Re: Changing default -march landscape

2024-07-31 Thread Andres Freund
Hi,

On 2024-07-30 21:59:44 -0500, Nathan Bossart wrote:
> On Tue, Jul 30, 2024 at 07:39:18PM -0700, Andres Freund wrote:
> > We can hide most of the dispatch cost in a static inline function that only
> > does the runtime test if size is large enough - the size is a compile time
> > constant most of the time, which optimizes away the dispatch cost most of 
> > the
> > time.  And even if not, an inlined runtime branch is a *lot* cheaper than an
> > indirect function call.
> 
> I ended up doing precisely this for pg_popcount()/pg_popcount_masked(),
> although not quite as sophisticated as what you propose below.  I'll look
> into expanding on this strategy in v18.

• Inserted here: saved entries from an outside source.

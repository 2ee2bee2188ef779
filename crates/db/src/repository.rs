//! Reservation persistence.
//!
//! The confirmation handler owns a finalized record only until it hands it
//! to [`ReservationRepository::save`]; after that the durable copy belongs
//! to the store. A storage failure is signalled as a distinguishable error
//! so the caller can keep the session alive for a retry.

use std::sync::atomic::{AtomicBool, Ordering};
use std::sync::Mutex;

use async_trait::async_trait;
use thiserror::Error;
use uuid::Uuid;

use maitred_core::reservation::{NewReservation, ReservationId};

use crate::DbPool;

#[derive(Debug, Error)]
pub enum RepositoryError {
    #[error("database error: {0}")]
    Database(#[from] sqlx::Error),
    #[error("storage rejected the reservation: {0}")]
    Storage(String),
}

#[async_trait]
pub trait ReservationRepository: Send + Sync {
    /// Durably store a confirmed reservation, returning its generated
    /// identifier.
    async fn save(&self, reservation: NewReservation) -> Result<ReservationId, RepositoryError>;
}

pub struct SqlReservationRepository {
    pool: DbPool,
}

impl SqlReservationRepository {
    pub fn new(pool: DbPool) -> Self {
        Self { pool }
    }
}

#[async_trait]
impl ReservationRepository for SqlReservationRepository {
    async fn save(&self, reservation: NewReservation) -> Result<ReservationId, RepositoryError> {
        let id = Uuid::new_v4().to_string();

        sqlx::query(
            "INSERT INTO reservations (id, date, time, guests, name, contact, confirmed, created_at) \
             VALUES (?, ?, ?, ?, ?, ?, ?, ?)",
        )
        .bind(&id)
        .bind(reservation.date)
        .bind(&reservation.time)
        .bind(reservation.guests)
        .bind(&reservation.name)
        .bind(&reservation.contact)
        .bind(reservation.confirmed)
        .bind(reservation.created_at)
        .execute(&self.pool)
        .await?;

        Ok(ReservationId(id))
    }
}

/// Recording test double. Counts saves and can be armed to fail the next
/// one, which is how the save-failure retry path is exercised.
#[derive(Default)]
pub struct InMemoryReservationRepository {
    saved: Mutex<Vec<NewReservation>>,
    fail_next: AtomicBool,
}

impl InMemoryReservationRepository {
    pub fn new() -> Self {
        Self::default()
    }

    pub fn fail_next_save(&self) {
        self.fail_next.store(true, Ordering::SeqCst);
    }

    pub fn saved(&self) -> Vec<NewReservation> {
        self.saved.lock().expect("repository lock poisoned").clone()
    }

    pub fn save_count(&self) -> usize {
        self.saved.lock().expect("repository lock poisoned").len()
    }
}

#[async_trait]
impl ReservationRepository for InMemoryReservationRepository {
    async fn save(&self, reservation: NewReservation) -> Result<ReservationId, RepositoryError> {
        if self.fail_next.swap(false, Ordering::SeqCst) {
            return Err(RepositoryError::Storage("simulated storage failure".to_string()));
        }
        let mut saved = self.saved.lock().expect("repository lock poisoned");
        saved.push(reservation);
        Ok(ReservationId(format!("mem-{}", saved.len())))
    }
}

#[cfg(test)]
mod tests {
    use chrono::{NaiveDate, Utc};
    use sqlx::Row;

    use maitred_core::config::DatabaseConfig;
    use maitred_core::reservation::NewReservation;

    use super::{
        InMemoryReservationRepository, RepositoryError, ReservationRepository,
        SqlReservationRepository,
    };
    use crate::{connect, migrations};

    fn memory_config() -> DatabaseConfig {
        DatabaseConfig {
            url: "sqlite::memory:".to_string(),
            max_connections: 1,
            timeout_secs: 5,
        }
    }

    fn sample_reservation() -> NewReservation {
        NewReservation {
            date: NaiveDate::from_ymd_opt(2025, 6, 1).expect("valid date"),
            time: "20:00".to_string(),
            guests: 4,
            name: "Ada Lovelace".to_string(),
            contact: "ada@example.com".to_string(),
            confirmed: true,
            created_at: Utc::now(),
        }
    }

    #[tokio::test]
    async fn sql_repository_persists_and_returns_an_id() {
        let pool = connect(&memory_config()).await.expect("pool should connect");
        migrations::run_pending(&pool).await.expect("migrations should apply");

        let repository = SqlReservationRepository::new(pool.clone());
        let id = repository.save(sample_reservation()).await.expect("save should succeed");
        assert!(!id.0.is_empty());

        let row = sqlx::query("SELECT name, guests, confirmed FROM reservations WHERE id = ?")
            .bind(&id.0)
            .fetch_one(&pool)
            .await
            .expect("row should exist");
        assert_eq!(row.get::<String, _>("name"), "Ada Lovelace");
        assert_eq!(row.get::<i64, _>("guests"), 4);
        assert_eq!(row.get::<bool, _>("confirmed"), true);

        pool.close().await;
    }

    #[tokio::test]
    async fn sql_repository_surfaces_storage_failure() {
        let pool = connect(&memory_config()).await.expect("pool should connect");
        // No migrations: the insert must fail and map into RepositoryError.
        let repository = SqlReservationRepository::new(pool.clone());

        let result = repository.save(sample_reservation()).await;
        assert!(matches!(result, Err(RepositoryError::Database(_))));

        pool.close().await;
    }

    #[tokio::test]
    async fn in_memory_repository_records_saves_and_can_fail_on_demand() {
        let repository = InMemoryReservationRepository::new();

        repository.fail_next_save();
        let failed = repository.save(sample_reservation()).await;
        assert!(matches!(failed, Err(RepositoryError::Storage(_))));
        assert_eq!(repository.save_count(), 0);

        let id = repository.save(sample_reservation()).await.expect("save should succeed");
        assert_eq!(id.0, "mem-1");
        assert_eq!(repository.save_count(), 1);
    }
}
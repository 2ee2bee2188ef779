//! Shared error taxonomy.
//!
//! Client-caused errors are separated from internal failures so the
//! transport can answer protocol misuse with a 4xx instead of masking it as
//! a server fault. Oracle failures never reach the caller at all; they are
//! converted to a fallback utterance at the oracle boundary.

use thiserror::Error;

/// Protocol misuse by the caller. Rejected before any collaborator is
/// touched.
#[derive(Clone, Debug, Error, PartialEq, Eq)]
pub enum ClientError {
    #[error("message must not be empty")]
    EmptyMessage,
    #[error("sessionId is required")]
    MissingSessionId,
}

/// Internal failure while talking to the language-model oracle. Logged and
/// masked into a fallback utterance; never propagated to the dialogue
/// layer.
#[derive(Clone, Debug, Error, PartialEq, Eq)]
pub enum OracleError {
    #[error("oracle request failed: {0}")]
    Transport(String),
    #[error("oracle response could not be decoded: {0}")]
    Decode(String),
    #[error("oracle response contained no choices")]
    EmptyResponse,
}
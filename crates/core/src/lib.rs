//! Domain core for the maitred reservation assistant.
//!
//! Everything in this crate is pure and synchronous: the natural-language
//! date resolver, the confirmation intent classifier, the reservation slot
//! types and validator, the dialogue transcript types, and the shared
//! configuration and error taxonomy. Collaborator boundaries (LLM oracle,
//! persistence, HTTP) live in the `agent`, `db`, and `server` crates.

pub mod config;
pub mod dates;
pub mod dialogue;
pub mod errors;
pub mod intent;
pub mod reservation;

pub use dates::{format_date, resolve_date};
pub use dialogue::{OracleReply, Role, ToolCall, Turn, SAVE_RESERVATION_TOOL};
pub use errors::{ClientError, OracleError};
pub use intent::{classify, ConfirmationIntent};
pub use reservation::{NewReservation, ReservationDraft, ReservationId};
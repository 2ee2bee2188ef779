use std::time::Duration;

use sqlx::sqlite::SqlitePoolOptions;

use maitred_core::config::DatabaseConfig;

pub type DbPool = sqlx::SqlitePool;

// Applied to every pooled connection before it is handed out.
const CONNECTION_PRAGMAS: &[&str] = &[
    "PRAGMA foreign_keys = ON",
    "PRAGMA journal_mode = WAL",
    "PRAGMA busy_timeout = 5000",
];

/// Open the reservation database pool described by `database`.
pub async fn connect(database: &DatabaseConfig) -> Result<DbPool, sqlx::Error> {
    SqlitePoolOptions::new()
        .max_connections(database.max_connections.max(1))
        .acquire_timeout(Duration::from_secs(database.timeout_secs.max(1)))
        .after_connect(|conn, _meta| {
            Box::pin(async move {
                for pragma in CONNECTION_PRAGMAS {
                    sqlx::query(pragma).execute(&mut *conn).await?;
                }
                Ok(())
            })
        })
        .connect(&database.url)
        .await
}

I think you subsume that under "not quite as sophisticated", but just to make
clear:  The most important bits are to

a) do the dispatch in a header, without an indirect function call

b) implement intrinsic using stuff in a header if it's using a size argument
   or such, because that allows to compiler to optimize away size checks in
   the very common case of such an argument being a compile time constant.

Greetings,

Andres Freund




Re: Changing default -march landscape

2024-07-30 Thread Nathan Bossart
On Tue, Jul 30, 2024 at 07:39:18PM -0700, Andres Freund wrote:
> On 2024-06-12 20:09:45 -0500, Nathan Bossart wrote:
>> The idea that's been floating around recently is to build a bunch of
>> different versions of Postgres and to choose one on startup based on what
>> the CPU supports.  That seems like quite a lot of work, and it'll increase
>> the size of the builds quite a bit, but it at least doesn't have the
>> aforementioned problem.
> 
> I still think that's a good idea - but I don't think it's gonna deal well with
> the various avx512 "features". The landscape of what's supported on what CPU
> is so comically complicated that there's no way to build separate versions for
> everything.

Good point.

> We can hide most of the dispatch cost in a static inline function that only
> does the runtime test if size is large enough - the size is a compile time
> constant most of the time, which optimizes away the dispatch cost most of the
> time.  And even if not, an inlined runtime branch is a *lot* cheaper than an
> indirect function call.

I ended up doing precisely this for pg_popcount()/pg_popcount_masked(),
although not quite as sophisticated as what you propose below.  I'll look
into expanding on this strategy in v18.

-- 
nathan




Re: Changing default -march landscape

2024-07-30 Thread Andres Freund
Hi,

Reply triggered by https://postgr.es/m/ZqmRYh3iikm1Kh3D%40nathan


On 2024-06-12 20:09:45 -0500, Nathan Bossart wrote:
> This is perhaps only tangentially related, but I've found it really
> difficult to avoid painting ourselves into a corner with this stuff.  Let's
> use the SSE 4.2 CRC32C code as an example.  Right now, if your default
> compiler flags indicate support for SSE 4.2 (which I'll note can be assumed
> with x86-64-v2), we'll use it unconditionally, no function pointer
> required.  If additional compiler flags happen to convince the compiler to
> generate SSE 4.2 code, we'll instead build both a fallback version and the
> SSE version, and then we'll use a function pointer to direct to whatever we
> detect is available on the CPU when the server starts.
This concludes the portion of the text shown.